(What you will do): The span to repeat in the listing below runs from the line containing "the SendClean client." to the line containing "the response envelope.", inclusive. Repeat it exactly, and only it.

::: Exercise materials

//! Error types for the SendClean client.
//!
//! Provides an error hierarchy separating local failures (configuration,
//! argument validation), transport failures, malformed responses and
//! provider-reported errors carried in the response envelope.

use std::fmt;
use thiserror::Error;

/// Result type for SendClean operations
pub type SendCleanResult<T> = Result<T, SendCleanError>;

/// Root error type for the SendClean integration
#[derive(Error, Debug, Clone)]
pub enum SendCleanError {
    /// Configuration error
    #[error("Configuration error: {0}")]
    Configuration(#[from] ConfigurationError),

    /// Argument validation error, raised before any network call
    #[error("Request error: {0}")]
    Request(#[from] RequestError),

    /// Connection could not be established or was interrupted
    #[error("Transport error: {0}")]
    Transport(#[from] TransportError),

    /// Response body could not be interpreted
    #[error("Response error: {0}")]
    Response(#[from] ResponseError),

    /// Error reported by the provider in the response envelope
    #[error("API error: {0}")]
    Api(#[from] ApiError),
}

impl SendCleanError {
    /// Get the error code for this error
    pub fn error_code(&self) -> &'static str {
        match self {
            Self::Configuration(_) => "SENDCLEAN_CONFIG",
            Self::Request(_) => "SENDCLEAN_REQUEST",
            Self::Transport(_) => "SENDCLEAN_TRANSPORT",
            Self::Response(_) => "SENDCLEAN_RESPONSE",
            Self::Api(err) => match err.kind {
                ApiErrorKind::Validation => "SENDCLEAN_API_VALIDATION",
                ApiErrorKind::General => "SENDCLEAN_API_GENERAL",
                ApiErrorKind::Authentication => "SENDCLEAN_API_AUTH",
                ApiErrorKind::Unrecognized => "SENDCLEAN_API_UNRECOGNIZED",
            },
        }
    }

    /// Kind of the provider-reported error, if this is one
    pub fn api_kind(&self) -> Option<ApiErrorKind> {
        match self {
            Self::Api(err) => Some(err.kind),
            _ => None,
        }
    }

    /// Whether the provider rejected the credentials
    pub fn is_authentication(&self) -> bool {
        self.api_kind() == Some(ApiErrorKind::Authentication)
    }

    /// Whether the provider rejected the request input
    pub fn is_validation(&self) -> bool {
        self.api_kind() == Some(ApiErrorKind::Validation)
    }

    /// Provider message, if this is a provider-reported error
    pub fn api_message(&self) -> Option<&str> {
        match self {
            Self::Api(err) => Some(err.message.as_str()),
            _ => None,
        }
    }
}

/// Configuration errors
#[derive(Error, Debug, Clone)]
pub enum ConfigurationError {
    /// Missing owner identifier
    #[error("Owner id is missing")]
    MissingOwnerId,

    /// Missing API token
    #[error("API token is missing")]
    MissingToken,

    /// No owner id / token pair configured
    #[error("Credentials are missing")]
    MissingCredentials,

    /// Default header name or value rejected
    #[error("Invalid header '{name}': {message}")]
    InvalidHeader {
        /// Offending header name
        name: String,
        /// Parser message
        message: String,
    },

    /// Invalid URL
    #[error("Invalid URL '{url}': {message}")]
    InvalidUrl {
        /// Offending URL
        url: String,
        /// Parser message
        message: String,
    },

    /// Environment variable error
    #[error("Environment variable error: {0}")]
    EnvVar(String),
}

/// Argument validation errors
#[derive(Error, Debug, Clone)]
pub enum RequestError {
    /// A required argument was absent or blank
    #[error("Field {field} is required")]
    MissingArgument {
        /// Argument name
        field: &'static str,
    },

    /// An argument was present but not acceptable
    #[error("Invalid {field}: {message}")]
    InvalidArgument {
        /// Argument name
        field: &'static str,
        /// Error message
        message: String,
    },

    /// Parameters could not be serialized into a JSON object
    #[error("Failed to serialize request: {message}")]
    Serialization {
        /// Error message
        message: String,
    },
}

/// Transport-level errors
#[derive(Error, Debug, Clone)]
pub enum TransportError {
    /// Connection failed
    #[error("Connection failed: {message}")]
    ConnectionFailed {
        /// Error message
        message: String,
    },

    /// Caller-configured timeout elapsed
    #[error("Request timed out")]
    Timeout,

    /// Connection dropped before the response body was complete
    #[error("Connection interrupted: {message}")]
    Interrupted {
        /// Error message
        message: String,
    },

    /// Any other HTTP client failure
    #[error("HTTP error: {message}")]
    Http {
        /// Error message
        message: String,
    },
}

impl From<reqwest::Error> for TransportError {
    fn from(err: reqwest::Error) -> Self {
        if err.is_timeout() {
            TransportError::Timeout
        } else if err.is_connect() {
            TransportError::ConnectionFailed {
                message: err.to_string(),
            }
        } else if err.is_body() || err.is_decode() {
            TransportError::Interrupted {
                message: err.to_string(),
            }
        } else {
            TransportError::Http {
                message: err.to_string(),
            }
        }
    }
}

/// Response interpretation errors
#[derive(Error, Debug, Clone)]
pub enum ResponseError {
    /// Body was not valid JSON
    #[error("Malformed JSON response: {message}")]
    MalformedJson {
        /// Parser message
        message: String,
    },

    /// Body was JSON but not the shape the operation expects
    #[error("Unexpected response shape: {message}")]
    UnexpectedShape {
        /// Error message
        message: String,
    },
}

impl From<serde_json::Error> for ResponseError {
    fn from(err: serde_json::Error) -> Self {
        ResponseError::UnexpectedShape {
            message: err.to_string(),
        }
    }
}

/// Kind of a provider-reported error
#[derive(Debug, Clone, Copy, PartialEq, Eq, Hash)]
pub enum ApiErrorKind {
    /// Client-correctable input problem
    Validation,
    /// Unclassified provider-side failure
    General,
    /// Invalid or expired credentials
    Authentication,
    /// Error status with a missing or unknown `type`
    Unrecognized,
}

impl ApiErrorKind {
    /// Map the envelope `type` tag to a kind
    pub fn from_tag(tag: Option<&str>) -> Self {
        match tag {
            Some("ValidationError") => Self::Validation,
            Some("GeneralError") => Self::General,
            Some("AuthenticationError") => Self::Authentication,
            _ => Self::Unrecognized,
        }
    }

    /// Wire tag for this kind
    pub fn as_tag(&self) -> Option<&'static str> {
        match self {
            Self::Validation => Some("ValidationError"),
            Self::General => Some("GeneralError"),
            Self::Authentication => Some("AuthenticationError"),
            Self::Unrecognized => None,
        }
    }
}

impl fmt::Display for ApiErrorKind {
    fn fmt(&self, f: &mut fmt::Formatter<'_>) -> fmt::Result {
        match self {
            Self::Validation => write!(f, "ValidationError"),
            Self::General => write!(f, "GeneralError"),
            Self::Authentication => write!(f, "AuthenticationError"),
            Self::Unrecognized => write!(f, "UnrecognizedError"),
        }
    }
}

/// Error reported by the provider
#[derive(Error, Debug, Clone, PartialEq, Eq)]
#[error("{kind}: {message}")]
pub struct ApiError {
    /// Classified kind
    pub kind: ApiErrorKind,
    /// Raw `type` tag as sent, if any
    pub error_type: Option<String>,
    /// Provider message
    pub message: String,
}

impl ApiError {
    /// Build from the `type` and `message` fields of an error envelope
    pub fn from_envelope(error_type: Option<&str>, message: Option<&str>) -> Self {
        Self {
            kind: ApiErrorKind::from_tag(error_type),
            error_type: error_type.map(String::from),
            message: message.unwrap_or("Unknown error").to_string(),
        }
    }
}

::::::
::: Exercise materials

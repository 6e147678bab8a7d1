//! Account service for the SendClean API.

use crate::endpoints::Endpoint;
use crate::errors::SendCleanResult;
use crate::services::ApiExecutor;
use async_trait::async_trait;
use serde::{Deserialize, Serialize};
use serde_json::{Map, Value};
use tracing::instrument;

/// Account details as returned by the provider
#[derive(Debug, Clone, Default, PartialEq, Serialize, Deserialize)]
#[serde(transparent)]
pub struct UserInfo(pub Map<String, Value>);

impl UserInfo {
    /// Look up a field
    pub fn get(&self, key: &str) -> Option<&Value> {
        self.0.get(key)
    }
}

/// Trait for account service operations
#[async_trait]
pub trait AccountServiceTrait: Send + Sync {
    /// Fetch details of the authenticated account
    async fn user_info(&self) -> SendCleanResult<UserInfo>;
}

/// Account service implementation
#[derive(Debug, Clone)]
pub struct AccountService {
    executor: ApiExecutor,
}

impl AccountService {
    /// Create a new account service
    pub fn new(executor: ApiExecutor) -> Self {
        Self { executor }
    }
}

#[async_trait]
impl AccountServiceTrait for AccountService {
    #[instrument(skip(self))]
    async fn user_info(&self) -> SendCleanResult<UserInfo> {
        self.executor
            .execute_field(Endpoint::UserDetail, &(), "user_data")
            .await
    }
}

::::::
::: Exercise materials

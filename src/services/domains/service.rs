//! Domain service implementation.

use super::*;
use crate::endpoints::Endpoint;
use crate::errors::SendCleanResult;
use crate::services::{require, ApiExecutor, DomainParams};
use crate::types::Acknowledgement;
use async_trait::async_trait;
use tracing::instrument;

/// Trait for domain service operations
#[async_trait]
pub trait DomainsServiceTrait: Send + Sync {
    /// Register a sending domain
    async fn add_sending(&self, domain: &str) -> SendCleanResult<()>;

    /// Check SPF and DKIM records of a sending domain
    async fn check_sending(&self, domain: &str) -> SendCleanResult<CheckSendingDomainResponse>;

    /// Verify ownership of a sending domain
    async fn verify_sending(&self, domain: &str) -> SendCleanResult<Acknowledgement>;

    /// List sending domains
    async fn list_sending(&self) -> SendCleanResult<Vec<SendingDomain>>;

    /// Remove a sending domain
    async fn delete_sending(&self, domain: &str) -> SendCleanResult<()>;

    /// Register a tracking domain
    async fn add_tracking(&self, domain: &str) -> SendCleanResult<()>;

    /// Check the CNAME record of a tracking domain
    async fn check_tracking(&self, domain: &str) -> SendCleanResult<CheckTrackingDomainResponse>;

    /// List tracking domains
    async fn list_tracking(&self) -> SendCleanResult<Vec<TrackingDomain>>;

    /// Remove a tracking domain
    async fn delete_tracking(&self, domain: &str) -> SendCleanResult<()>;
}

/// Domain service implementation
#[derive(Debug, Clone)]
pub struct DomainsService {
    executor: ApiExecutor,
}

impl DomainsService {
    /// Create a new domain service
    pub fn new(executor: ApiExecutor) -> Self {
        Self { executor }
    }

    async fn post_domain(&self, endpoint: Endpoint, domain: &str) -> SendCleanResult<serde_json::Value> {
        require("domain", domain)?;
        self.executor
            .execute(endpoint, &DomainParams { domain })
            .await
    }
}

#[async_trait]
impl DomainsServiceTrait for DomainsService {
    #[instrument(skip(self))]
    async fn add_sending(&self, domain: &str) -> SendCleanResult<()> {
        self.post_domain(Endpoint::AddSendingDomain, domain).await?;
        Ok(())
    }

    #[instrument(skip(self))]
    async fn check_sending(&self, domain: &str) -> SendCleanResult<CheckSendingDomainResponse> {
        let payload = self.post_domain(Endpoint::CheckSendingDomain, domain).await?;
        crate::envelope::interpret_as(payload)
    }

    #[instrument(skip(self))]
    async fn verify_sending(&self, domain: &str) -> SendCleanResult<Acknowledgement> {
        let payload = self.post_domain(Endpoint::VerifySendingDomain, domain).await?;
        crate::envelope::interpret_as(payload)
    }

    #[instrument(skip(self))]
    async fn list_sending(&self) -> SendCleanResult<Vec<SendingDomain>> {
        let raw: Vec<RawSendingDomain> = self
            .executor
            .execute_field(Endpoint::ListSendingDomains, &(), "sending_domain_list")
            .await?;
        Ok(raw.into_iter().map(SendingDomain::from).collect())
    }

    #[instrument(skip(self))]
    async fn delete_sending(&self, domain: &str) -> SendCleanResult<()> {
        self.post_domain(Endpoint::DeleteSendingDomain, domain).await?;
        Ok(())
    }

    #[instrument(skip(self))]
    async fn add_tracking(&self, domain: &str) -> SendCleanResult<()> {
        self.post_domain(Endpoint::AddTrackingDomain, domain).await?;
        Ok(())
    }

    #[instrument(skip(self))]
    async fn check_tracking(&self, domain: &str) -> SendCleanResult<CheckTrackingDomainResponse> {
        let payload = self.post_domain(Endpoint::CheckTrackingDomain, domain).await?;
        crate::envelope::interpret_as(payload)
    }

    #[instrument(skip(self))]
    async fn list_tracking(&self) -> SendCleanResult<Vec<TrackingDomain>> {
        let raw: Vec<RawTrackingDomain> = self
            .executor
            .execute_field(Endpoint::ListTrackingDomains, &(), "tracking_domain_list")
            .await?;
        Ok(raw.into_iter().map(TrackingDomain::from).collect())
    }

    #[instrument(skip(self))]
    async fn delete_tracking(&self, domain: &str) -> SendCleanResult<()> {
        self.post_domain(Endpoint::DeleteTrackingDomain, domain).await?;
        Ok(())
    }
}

::::::

(Task solution):
//! Error types for the SendClean client.
//!
//! Provides an error hierarchy separating local failures (configuration,
//! argument validation), transport failures, malformed responses and
//! provider-reported errors carried in the response envelope.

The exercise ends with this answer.